Italian academy founded by Napoleon

The Istituto Lombardo Accademia di Scienze e Lettere is an Italian academy founded by Napoleon in 1797. At the time of the foundation the Istituto was an institution of the Cisalpine Republic and its name was Istituto Nazionale della Repubblica Cisalpina.

The first location of the Istituto was Bologna and the academy was bound to include no more than 60 members. The first 31 were appointed by Napoleon in 1802 and the first president was Alessandro Volta, who started serving in 1803. The Istituto was concerned with Natural Sciences, Political Sciences and Arts.
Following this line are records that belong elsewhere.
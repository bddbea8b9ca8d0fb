//! # Venue Types Crate
//!
//! Request and event shapes exchanged with an asynchronous trading session.
//!
//! ## Design Principles
//!
//! - **Single Source of Truth**: every crate in the workspace uses these types
//!   for requests, events and correlation identifiers.
//! - **Opaque Correlation**: a `CorrelationId` is a caller-chosen string and is
//!   the only join key between a request and its response.
//! - **Immutable Events**: an `Event` is built once by the session and then only
//!   read; handlers clone it when they need to keep it.

pub mod correlation;
pub mod events;
pub mod requests;

pub use correlation::CorrelationId;
pub use events::{fields, Element, Event, EventType, Message, MessageKind};
pub use requests::{Credentials, Operation, Request, Side};
//! # Latency Core
//!
//! Turns an asynchronous, callback-driven trading session into blocking
//! request/response calls and measures create/cancel order latency on top.
//!
//! ## Invariants
//!
//! | Invariant | Enforcement Location |
//! |-----------|---------------------|
//! | A waiter only returns the event published under its own id | `store.rs` - keyed lookup under the map lock |
//! | A publish before the wait starts is still observed | `store.rs` - check-then-wait under one mutex |
//! | Failed sends never start a wait | `correlator.rs` - `send_and_await()` |
//! | Entries are released after each phase, failures included | `sampler.rs` - `run_iteration()` |
//! | No cancel is sent without an `ORDER_ID` | `sampler.rs` - `extract_order_id()` |
//!
//! ## Data Flow
//!
//! ```text
//! LatencySampler ──send_and_await──→ RequestCorrelator ──send──→ Session
//!        ↑                                   │                      │
//!        │                                 wait                 on_event
//!        │                                   ↓                      ↓
//!        └────────── Event ─────────── EventStore ←──publish── CorrelatingEventHandler
//! ```
//!
//! ## Module Structure
//!
//! - `ports` - `Session` and `EventHandler` traits
//! - `store` - `EventStore`, the correlation map with blocking lookup
//! - `handler` - `CorrelatingEventHandler`, routes RESPONSE events into the store
//! - `correlator` - `RequestCorrelator`, send then wait
//! - `sampler` - `LatencySampler`, the create/cancel loop
//! - `stats` - samples and summary statistics
//! - `loopback` - in-memory `Session` for tests and dry runs

pub mod correlator;
pub mod error;
pub mod handler;
pub mod loopback;
pub mod ports;
pub mod sampler;
pub mod stats;
pub mod store;

pub use correlator::RequestCorrelator;
pub use error::{LatencyError, LatencyResult, TransportError};
pub use handler::{CorrelatingEventHandler, HandlerStats};
pub use loopback::LoopbackSession;
pub use ports::{EventHandler, Session};
pub use sampler::{
    extract_order_id, ClientOrderId, IterationPhase, LatencySampler, OrderTemplate,
    SamplerConfig,
};
pub use stats::{LatencyReport, LatencySample, LatencyStats};
pub use store::{EventStore, StoreStats};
Upon requests of its members, in 1810 Napoleon changed the name of the Istituto in Istituto Reale di Scienze, Lettere ed Arti. Its new location was Palazzo Brera in Milan, where it is still located nowadays. Additional sections were then added in Bologna, Verona, Padua and Venice.

At Napoleon's fall the Istituto passed under the administration of the Austrian government and then, since 1859 until 1935, under the administration of the Italian government. From 1935 the Istituto is a private no profit association.

In 1959 Istituto Lombardo moved to a new location, Palazzo Landriani, where are now located the library and the archive, many storages and the offices, but maintained its historical Sala Adunanze (the conference room) and some storages in Palazzo Brera.